Chimères homme-mouton, une nouvelle transgression

23/02/2018

Les chimères sont des embryons mêlant des cellules animales et des cellules humaines. Lors du congrès annuel de l’Association américaine pour la promotion de la science (AAAS)* qui s’est tenu à Austin au Texas du 15 au 19 février, une équipe de chercheurs a annoncé avoir créé des embryons hybrides mouton-humain.

L’objectif affiché est de parvenir à « cultiver » des organes humains à l’intérieur d’animaux, pour obtenir des greffons et faire face à la pénurie d’organes. Cette recherche s’est appuyée sur des expériences antérieures menées par une partie de la même équipe qui a développé des cellules humaines dans des embryons de porc. Les embryons hybrides ont donc été créés en utilisant des embryons de mouton (produits par des techniques de FIV) dans lesquels ont été injectés 0,01% de cellules souches humaines, issues d’embryons humains ou de cellules somatiques (adultes) reprogrammées en cellules souches. L’expérience s’est arrêtée après 28 jours de développement de ces embryons.

L’idée de ces expériences est de parvenir à ce que ces embryons se développent, soient implantés et donnent naissance à des petits sur lesquels les organes seraient prélevées (cœur, poumons…). Ces expériences sont très controversées. Elles soulèvent des questions éthiques très importantes : l’embryon humain est réduit à l’état d’objet. Elles posent la question du respect de la frontière homme-animal. Même si le ratio de cellules humaines est très faible, leur prolifération au cours du développement embryonnaire n’est pas à exclure, elles pourraient même s’installer dans le cerveau ou les organes sexuels des animaux, explique Hiro Nakauchi, biologiste spécialiste des cellules souches à l’université de Stanford et collaborateur du professeur Ross. Avec quels impacts ?

Par ailleurs, le ratio cellules humaines-animales « n’est pas encore assez important pour générer un organe », a déclaré le professeur Ross lors d’un point de presse. Environ un pour cent de l’embryon devrait être humain pour que la greffe d’organe fonctionne, rapporte The Guardian. Pour avancer dans ces recherches, il y a donc le risque d’une fuite en avant de ces essais afin d’injecter de plus en plus de cellules humaines. Le rejet de la greffe est possible, les cellules animales reconnues comme « corps étranger » par le receveur.

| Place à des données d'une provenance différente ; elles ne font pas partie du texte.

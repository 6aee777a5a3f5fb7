//! Event listener loop

use crate::engine::{Engine, WriteOutcome};
use crate::sentinel::{decode_event, RawEvent, SentinelEvent};
use tokio::sync::watch;
use tokio_stream::{Stream, StreamExt};

/// What the engine did with one event.
#[derive(Debug, Clone, PartialEq, Eq)]
pub enum EventAction {
    /// Recorded that this sentinel runs the group's failover.
    Elected,
    /// Propagated a master switch.
    Propagated(WriteOutcome),
    /// Switch for a group another sentinel is responsible for.
    Deferred,
    /// Channel we do not act on.
    Ignored,
    /// Payload could not be decoded.
    Dropped,
}

/// Apply one raw event to the engine.
pub async fn handle_event(engine: &Engine, raw: &RawEvent) -> EventAction {
    tracing::debug!("event {}: {}", raw.channel, raw.payload);

    let event = match decode_event(raw) {
        Ok(event) => event,
        Err(e) => {
            tracing::warn!("dropping event: {}", e);
            return EventAction::Dropped;
        }
    };

    match event {
        SentinelEvent::ElectedLeader { group } => {
            tracing::info!(group = %group, "elected to run failover");
            engine.ledger().mark_elected(&group);
            EventAction::Elected
        }
        SentinelEvent::SwitchMaster { group, old, new } => {
            if !engine.ledger().is_elected(&group) {
                tracing::debug!(group = %group, "switch to {} handled by another sentinel", new);
                return EventAction::Deferred;
            }
            tracing::info!(group = %group, "master switched from {} to {}", old, new);
            let outcome = engine.reconciler().set_master(&group, &new, Some(&old)).await;
            engine.ledger().take(&group);
            EventAction::Propagated(outcome)
        }
        SentinelEvent::Other => EventAction::Ignored,
    }
}

/// Why the listener stopped.
#[derive(Debug, Clone, Copy, PartialEq, Eq)]
pub enum ListenerExit {
    /// The subscription ended; the process should exit and be restarted.
    ConnectionClosed,
    Shutdown,
}

/// Consume `events` until the stream ends or `shutdown` flips to true.
///
/// Shutdown is only observed between events; an event being handled runs
/// to completion.
pub async fn run_listener<S>(
    engine: &Engine,
    mut events: S,
    mut shutdown: watch::Receiver<bool>,
) -> ListenerExit
where
    S: Stream<Item = RawEvent> + Unpin,
{
    if *shutdown.borrow() {
        return ListenerExit::Shutdown;
    }

    loop {
        tokio::select! {
            changed = shutdown.changed() => {
                if changed.is_err() || *shutdown.borrow() {
                    tracing::info!("event listener shutting down");
                    return ListenerExit::Shutdown;
                }
            }
            next = events.next() => match next {
                Some(raw) => {
                    handle_event(engine, &raw).await;
                }
                None => {
                    tracing::error!("event subscription closed by the failover service");
                    return ListenerExit::ConnectionClosed;
                }
            }
        }
    }
}

#[cfg(test)]
mod tests {
    use super::*;
    use crate::coordination::{CoordinationClient, MemoryBackend};
    use crate::engine::Reconciler;
    use std::sync::Arc;
    use std::time::Duration;

    async fn engine(backend: &MemoryBackend) -> Engine {
        let client = CoordinationClient::connect(Arc::new(backend.clone()), false)
            .await
            .unwrap();
        Engine::new(Reconciler::new(client, "/root", 3, Duration::from_millis(1)))
    }

    #[tokio::test]
    async fn test_elected_switch_is_propagated() {
        let backend = MemoryBackend::new();
        let engine = engine(&backend).await;

        let elected = RawEvent::new("+elected-leader", "master g1 10.0.0.1 6379");
        assert_eq!(handle_event(&engine, &elected).await, EventAction::Elected);
        assert!(engine.ledger().is_elected("g1"));

        let switch = RawEvent::new("+switch-master", "g1 10.0.0.1 6379 10.0.0.2 6379");
        assert_eq!(
            handle_event(&engine, &switch).await,
            EventAction::Propagated(WriteOutcome::Created)
        );
        assert!(!engine.ledger().is_elected("g1"));
        assert_eq!(
            backend.value("/root/g1/master/master").unwrap(),
            br#"{"addr": "10.0.0.2:6379", "state": "online"}"#.to_vec()
        );

        // A replayed switch without a new election is someone else's.
        assert_eq!(handle_event(&engine, &switch).await, EventAction::Deferred);
        assert_eq!(backend.write_count(), 1);
    }

    #[tokio::test]
    async fn test_unelected_switch_is_deferred() {
        let backend = MemoryBackend::new();
        let engine = engine(&backend).await;

        let switch = RawEvent::new("+switch-master", "g1 10.0.0.1 6379 10.0.0.2 6379");
        assert_eq!(handle_event(&engine, &switch).await, EventAction::Deferred);
        assert_eq!(backend.op_count(), 0);
        assert!(engine.ledger().is_empty());
    }

    #[tokio::test]
    async fn test_malformed_switch_is_dropped() {
        let backend = MemoryBackend::new();
        let engine = engine(&backend).await;
        engine.ledger().mark_elected("g1");

        let switch = RawEvent::new("+switch-master", "g1 10.0.0.1 6379");
        assert_eq!(handle_event(&engine, &switch).await, EventAction::Dropped);
        assert!(engine.ledger().is_elected("g1"));
        assert_eq!(backend.op_count(), 0);
    }

    #[tokio::test]
    async fn test_other_channels_ignored() {
        let backend = MemoryBackend::new();
        let engine = engine(&backend).await;
        let raw = RawEvent::new("+sdown", "master g1 10.0.0.1 6379");
        assert_eq!(handle_event(&engine, &raw).await, EventAction::Ignored);
    }

    #[tokio::test]
    async fn test_listener_stops_when_stream_ends() {
        let backend = MemoryBackend::new();
        let engine = engine(&backend).await;
        let (_tx, rx) = watch::channel(false);

        let events = tokio_stream::iter(vec![
            RawEvent::new("+elected-leader", "master g1 10.0.0.1 6379"),
            RawEvent::new("+switch-master", "g1 10.0.0.1"),
            RawEvent::new("+switch-master", "g1 10.0.0.1 6379 10.0.0.3 6380"),
        ]);

        let exit = run_listener(&engine, events, rx).await;
        assert_eq!(exit, ListenerExit::ConnectionClosed);
        assert!(backend.contains("/root/g1/master/master"));
    }

    #[tokio::test]
    async fn test_listener_honours_shutdown() {
        let backend = MemoryBackend::new();
        let engine = engine(&backend).await;
        let (tx, rx) = watch::channel(false);

        let pending = tokio_stream::pending::<RawEvent>();
        let stop = async {
            tokio::time::sleep(Duration::from_millis(10)).await;
            tx.send(true).unwrap();
        };
        let (exit, _) = tokio::join!(run_listener(&engine, pending, rx), stop);
        assert_eq!(exit, ListenerExit::Shutdown);
    }
}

Alliance VITA rappelle que la création d’embryons chimériques est interdite en France. La question est cependant mise en débat lors des actuels Etats généraux de la bioéthique sous la forme d’une question : « Faut-il autoriser les recherches scientifiques concourant à l’apparition d’embryons transgéniques ou chimériques ? » dans la rubrique « Cellules souches et recherche sur l’embryon ». Une grande vigilance s’impose pour ne pas instrumentaliser l’opinion, les personnes et leurs familles en attente de greffes avec ces chimères expérimentales qui, loin d’être au point, ne le seront peut-être jamais. Enfin, l’embryon humain doit être respecté et son instrumentalisation par toutes sortes d’expériences d’apprentis-sorciers condamnée.